Assignment: Starting with the line containing "(Torpedo, Echelon) =>" and going on through the line containing "(Night, Echelon) =>", return the lines of the data below exactly, and only those.

::: Records for this exercise :::

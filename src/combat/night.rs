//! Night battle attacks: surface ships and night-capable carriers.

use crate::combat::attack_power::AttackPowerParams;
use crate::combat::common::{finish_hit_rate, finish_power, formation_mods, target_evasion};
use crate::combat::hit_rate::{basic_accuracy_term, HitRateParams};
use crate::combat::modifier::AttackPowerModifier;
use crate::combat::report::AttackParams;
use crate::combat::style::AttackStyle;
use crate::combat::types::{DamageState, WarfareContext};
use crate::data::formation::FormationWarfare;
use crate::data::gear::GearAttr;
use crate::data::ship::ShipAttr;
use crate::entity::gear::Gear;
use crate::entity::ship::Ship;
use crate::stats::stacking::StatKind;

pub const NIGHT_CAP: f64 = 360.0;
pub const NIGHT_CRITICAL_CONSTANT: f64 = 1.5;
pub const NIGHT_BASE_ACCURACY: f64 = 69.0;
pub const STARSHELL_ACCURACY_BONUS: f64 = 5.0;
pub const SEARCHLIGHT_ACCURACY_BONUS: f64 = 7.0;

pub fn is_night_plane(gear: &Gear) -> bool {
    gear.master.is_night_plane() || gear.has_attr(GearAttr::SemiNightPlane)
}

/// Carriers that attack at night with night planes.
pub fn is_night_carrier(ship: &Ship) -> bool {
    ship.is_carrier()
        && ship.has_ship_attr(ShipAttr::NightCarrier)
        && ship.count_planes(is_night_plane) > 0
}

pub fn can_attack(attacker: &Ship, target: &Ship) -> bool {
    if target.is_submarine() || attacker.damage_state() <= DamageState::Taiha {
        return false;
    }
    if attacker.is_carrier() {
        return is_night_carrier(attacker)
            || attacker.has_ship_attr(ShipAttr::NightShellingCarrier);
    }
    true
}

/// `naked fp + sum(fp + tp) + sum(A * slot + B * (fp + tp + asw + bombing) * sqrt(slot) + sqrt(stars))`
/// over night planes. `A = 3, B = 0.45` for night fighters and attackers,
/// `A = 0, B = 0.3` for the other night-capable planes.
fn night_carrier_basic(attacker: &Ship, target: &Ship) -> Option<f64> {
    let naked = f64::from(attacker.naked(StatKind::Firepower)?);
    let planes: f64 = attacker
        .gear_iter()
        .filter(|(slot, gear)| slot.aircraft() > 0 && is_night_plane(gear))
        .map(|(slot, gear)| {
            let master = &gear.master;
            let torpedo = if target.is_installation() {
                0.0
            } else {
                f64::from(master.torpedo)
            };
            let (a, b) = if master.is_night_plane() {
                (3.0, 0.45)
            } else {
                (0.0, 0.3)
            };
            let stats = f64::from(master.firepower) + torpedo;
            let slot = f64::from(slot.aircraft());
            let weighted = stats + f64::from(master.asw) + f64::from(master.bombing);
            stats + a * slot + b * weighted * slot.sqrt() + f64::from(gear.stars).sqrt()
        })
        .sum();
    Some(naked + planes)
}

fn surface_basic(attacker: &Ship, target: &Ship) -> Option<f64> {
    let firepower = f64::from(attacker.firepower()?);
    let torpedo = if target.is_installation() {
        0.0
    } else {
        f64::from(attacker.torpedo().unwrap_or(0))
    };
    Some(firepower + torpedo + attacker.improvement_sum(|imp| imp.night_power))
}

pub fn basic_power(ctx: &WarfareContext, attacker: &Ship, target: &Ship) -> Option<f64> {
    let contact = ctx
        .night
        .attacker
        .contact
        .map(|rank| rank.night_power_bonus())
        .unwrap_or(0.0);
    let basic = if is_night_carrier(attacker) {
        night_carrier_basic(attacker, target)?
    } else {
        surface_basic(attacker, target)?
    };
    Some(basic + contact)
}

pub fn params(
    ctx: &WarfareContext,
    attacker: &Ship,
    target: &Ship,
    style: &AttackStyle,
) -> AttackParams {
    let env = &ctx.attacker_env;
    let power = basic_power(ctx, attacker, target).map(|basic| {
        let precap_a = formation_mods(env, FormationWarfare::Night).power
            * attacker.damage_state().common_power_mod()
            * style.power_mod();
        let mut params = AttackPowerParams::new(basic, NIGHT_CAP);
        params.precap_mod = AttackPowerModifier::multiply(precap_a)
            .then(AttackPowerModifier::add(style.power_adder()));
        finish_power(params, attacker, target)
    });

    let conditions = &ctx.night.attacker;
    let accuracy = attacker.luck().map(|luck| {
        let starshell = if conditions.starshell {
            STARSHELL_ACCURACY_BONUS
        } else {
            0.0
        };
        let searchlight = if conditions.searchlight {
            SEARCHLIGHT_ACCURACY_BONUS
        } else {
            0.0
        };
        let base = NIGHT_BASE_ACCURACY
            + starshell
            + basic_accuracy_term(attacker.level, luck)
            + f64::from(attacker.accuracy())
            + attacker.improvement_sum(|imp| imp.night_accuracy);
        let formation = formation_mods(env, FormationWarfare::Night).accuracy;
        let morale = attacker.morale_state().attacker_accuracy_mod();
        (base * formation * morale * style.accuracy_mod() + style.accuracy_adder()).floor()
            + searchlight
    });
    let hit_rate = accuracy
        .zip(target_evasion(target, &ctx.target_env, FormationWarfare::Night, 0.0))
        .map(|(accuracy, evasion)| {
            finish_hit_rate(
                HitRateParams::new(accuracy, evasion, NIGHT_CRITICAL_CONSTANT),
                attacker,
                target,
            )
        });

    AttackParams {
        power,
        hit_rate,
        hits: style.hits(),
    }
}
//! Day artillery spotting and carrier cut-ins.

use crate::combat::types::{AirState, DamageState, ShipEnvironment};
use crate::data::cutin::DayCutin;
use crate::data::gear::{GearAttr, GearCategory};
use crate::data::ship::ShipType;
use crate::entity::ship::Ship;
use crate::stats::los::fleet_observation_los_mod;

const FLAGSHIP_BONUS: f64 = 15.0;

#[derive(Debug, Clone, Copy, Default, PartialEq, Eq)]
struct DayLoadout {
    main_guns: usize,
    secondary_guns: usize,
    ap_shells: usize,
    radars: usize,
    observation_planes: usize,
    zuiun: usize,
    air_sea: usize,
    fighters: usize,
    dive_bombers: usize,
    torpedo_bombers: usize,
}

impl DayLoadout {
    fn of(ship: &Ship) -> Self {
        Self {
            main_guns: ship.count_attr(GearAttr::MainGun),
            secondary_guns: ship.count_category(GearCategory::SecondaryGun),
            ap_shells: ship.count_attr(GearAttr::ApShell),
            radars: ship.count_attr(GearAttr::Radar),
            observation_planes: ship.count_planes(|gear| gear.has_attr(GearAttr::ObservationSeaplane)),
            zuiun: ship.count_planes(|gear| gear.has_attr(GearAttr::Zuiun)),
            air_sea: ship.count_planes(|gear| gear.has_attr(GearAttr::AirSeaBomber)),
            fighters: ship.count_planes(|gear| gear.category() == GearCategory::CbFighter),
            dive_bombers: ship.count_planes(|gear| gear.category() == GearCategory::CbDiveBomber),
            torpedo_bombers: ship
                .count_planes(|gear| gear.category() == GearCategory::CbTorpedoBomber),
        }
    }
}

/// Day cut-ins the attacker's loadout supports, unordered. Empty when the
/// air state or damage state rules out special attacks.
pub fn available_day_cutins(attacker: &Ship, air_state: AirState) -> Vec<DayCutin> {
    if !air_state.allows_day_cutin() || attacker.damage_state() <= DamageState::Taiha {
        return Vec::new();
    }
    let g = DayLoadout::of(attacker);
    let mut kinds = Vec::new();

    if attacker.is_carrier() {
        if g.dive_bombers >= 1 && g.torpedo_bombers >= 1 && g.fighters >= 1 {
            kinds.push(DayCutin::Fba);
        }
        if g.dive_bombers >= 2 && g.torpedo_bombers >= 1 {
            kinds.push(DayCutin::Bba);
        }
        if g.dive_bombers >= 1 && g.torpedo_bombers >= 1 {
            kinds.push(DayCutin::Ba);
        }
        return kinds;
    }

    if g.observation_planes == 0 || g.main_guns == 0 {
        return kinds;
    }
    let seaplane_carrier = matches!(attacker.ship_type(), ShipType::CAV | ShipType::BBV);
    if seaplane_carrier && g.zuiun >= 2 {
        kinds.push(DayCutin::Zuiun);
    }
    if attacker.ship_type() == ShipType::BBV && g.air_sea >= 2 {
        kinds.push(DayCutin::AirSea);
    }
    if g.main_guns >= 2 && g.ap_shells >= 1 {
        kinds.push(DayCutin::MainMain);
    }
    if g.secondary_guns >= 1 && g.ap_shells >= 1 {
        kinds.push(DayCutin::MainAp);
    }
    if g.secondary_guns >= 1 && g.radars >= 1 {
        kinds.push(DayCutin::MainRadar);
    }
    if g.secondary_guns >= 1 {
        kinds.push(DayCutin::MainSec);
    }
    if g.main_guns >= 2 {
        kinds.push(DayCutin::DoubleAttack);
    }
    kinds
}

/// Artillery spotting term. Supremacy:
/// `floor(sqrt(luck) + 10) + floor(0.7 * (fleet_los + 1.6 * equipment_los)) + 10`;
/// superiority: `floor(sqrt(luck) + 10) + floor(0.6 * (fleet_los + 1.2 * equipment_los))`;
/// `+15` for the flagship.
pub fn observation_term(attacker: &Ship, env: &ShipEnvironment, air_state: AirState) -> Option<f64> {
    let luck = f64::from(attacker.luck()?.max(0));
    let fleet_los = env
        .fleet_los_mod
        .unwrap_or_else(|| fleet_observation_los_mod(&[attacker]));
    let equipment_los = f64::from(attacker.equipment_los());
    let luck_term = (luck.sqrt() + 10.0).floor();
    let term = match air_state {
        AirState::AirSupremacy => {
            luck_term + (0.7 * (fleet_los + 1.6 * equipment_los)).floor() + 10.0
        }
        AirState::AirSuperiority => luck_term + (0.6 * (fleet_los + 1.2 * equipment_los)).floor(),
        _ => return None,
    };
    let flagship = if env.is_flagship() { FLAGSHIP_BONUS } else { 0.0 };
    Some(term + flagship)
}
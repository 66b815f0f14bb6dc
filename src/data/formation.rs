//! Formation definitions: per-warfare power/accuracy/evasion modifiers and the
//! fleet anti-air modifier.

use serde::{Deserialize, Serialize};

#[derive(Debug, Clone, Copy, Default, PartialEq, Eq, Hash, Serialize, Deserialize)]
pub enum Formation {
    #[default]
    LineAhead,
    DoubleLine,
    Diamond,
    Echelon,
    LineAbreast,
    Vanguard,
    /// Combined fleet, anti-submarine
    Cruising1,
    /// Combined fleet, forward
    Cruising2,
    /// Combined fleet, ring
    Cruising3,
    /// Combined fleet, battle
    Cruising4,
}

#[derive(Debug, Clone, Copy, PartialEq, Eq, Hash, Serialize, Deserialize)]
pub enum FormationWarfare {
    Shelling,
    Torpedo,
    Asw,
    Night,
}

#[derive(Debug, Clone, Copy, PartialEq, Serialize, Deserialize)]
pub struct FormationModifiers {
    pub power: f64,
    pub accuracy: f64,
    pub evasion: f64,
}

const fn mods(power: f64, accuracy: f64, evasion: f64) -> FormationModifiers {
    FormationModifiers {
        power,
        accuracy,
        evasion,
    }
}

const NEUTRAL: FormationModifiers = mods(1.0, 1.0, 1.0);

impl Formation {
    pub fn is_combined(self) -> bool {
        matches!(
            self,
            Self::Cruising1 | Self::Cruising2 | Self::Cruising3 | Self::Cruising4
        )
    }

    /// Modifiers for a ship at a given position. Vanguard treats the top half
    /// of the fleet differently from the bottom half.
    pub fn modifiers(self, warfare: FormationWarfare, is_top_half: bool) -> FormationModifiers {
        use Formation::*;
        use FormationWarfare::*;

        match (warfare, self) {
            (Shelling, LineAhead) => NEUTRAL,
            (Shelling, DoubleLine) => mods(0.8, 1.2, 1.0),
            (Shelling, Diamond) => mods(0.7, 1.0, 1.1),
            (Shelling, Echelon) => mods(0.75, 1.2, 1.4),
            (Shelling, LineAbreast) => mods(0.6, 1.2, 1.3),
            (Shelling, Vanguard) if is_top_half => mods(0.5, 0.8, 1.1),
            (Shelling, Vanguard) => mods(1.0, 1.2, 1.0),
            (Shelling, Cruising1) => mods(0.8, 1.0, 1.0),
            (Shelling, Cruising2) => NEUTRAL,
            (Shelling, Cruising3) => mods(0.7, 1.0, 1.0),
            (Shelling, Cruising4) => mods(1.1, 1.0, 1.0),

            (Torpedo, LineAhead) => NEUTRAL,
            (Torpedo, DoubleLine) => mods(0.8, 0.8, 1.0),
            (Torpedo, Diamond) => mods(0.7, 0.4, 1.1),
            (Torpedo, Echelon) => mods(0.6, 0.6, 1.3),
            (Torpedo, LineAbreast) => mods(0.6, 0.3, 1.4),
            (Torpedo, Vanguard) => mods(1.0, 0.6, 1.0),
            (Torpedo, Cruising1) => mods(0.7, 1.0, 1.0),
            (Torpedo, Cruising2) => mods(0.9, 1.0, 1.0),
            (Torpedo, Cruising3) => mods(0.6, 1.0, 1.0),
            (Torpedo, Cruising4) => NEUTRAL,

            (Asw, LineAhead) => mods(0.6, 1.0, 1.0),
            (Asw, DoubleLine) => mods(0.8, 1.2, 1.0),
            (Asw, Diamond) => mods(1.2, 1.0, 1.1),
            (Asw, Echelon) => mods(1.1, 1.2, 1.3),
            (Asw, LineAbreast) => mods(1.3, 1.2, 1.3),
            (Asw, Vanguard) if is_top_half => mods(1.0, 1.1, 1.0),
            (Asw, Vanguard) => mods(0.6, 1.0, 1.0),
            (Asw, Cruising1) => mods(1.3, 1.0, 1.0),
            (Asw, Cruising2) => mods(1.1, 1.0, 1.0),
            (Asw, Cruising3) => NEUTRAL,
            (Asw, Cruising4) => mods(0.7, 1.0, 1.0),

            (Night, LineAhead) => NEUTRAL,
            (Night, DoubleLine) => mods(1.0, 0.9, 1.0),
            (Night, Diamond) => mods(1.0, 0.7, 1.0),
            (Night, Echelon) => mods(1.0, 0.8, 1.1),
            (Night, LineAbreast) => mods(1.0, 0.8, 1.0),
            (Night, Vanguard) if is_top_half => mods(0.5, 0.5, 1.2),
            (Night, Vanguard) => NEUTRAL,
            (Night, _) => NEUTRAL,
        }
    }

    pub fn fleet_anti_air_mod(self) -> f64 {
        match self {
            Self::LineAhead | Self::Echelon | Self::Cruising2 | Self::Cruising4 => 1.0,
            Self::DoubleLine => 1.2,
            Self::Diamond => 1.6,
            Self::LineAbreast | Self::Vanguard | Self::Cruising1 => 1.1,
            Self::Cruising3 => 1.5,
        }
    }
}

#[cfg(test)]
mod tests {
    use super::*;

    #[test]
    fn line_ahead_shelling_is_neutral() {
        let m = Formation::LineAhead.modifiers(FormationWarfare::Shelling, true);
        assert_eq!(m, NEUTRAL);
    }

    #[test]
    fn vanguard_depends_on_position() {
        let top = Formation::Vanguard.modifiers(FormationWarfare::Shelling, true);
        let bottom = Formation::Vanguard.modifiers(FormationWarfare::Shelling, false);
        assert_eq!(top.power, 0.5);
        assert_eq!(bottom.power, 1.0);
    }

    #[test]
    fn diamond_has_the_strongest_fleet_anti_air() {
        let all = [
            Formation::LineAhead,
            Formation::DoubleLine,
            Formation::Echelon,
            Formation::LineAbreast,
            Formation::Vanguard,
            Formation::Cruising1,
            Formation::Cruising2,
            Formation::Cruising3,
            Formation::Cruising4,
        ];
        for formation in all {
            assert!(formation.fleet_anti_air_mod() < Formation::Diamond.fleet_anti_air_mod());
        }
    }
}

:::

Response box:
            (Torpedo, Echelon) => mods(0.6, 0.6, 1.3),
            (Torpedo, LineAbreast) => mods(0.6, 0.3, 1.4),
            (Torpedo, Vanguard) => mods(1.0, 0.6, 1.0),
            (Torpedo, Cruising1) => mods(0.7, 1.0, 1.0),
            (Torpedo, Cruising2) => mods(0.9, 1.0, 1.0),
            (Torpedo, Cruising3) => mods(0.6, 1.0, 1.0),
            (Torpedo, Cruising4) => NEUTRAL,

            (Asw, LineAhead) => mods(0.6, 1.0, 1.0),
            (Asw, DoubleLine) => mods(0.8, 1.2, 1.0),
            (Asw, Diamond) => mods(1.2, 1.0, 1.1),
            (Asw, Echelon) => mods(1.1, 1.2, 1.3),
            (Asw, LineAbreast) => mods(1.3, 1.2, 1.3),
            (Asw, Vanguard) if is_top_half => mods(1.0, 1.1, 1.0),
            (Asw, Vanguard) => mods(0.6, 1.0, 1.0),
            (Asw, Cruising1) => mods(1.3, 1.0, 1.0),
            (Asw, Cruising2) => mods(1.1, 1.0, 1.0),
            (Asw, Cruising3) => NEUTRAL,
            (Asw, Cruising4) => mods(0.7, 1.0, 1.0),

            (Night, LineAhead) => NEUTRAL,
            (Night, DoubleLine) => mods(1.0, 0.9, 1.0),
            (Night, Diamond) => mods(1.0, 0.7, 1.0),
            (Night, Echelon) => mods(1.0, 0.8, 1.1),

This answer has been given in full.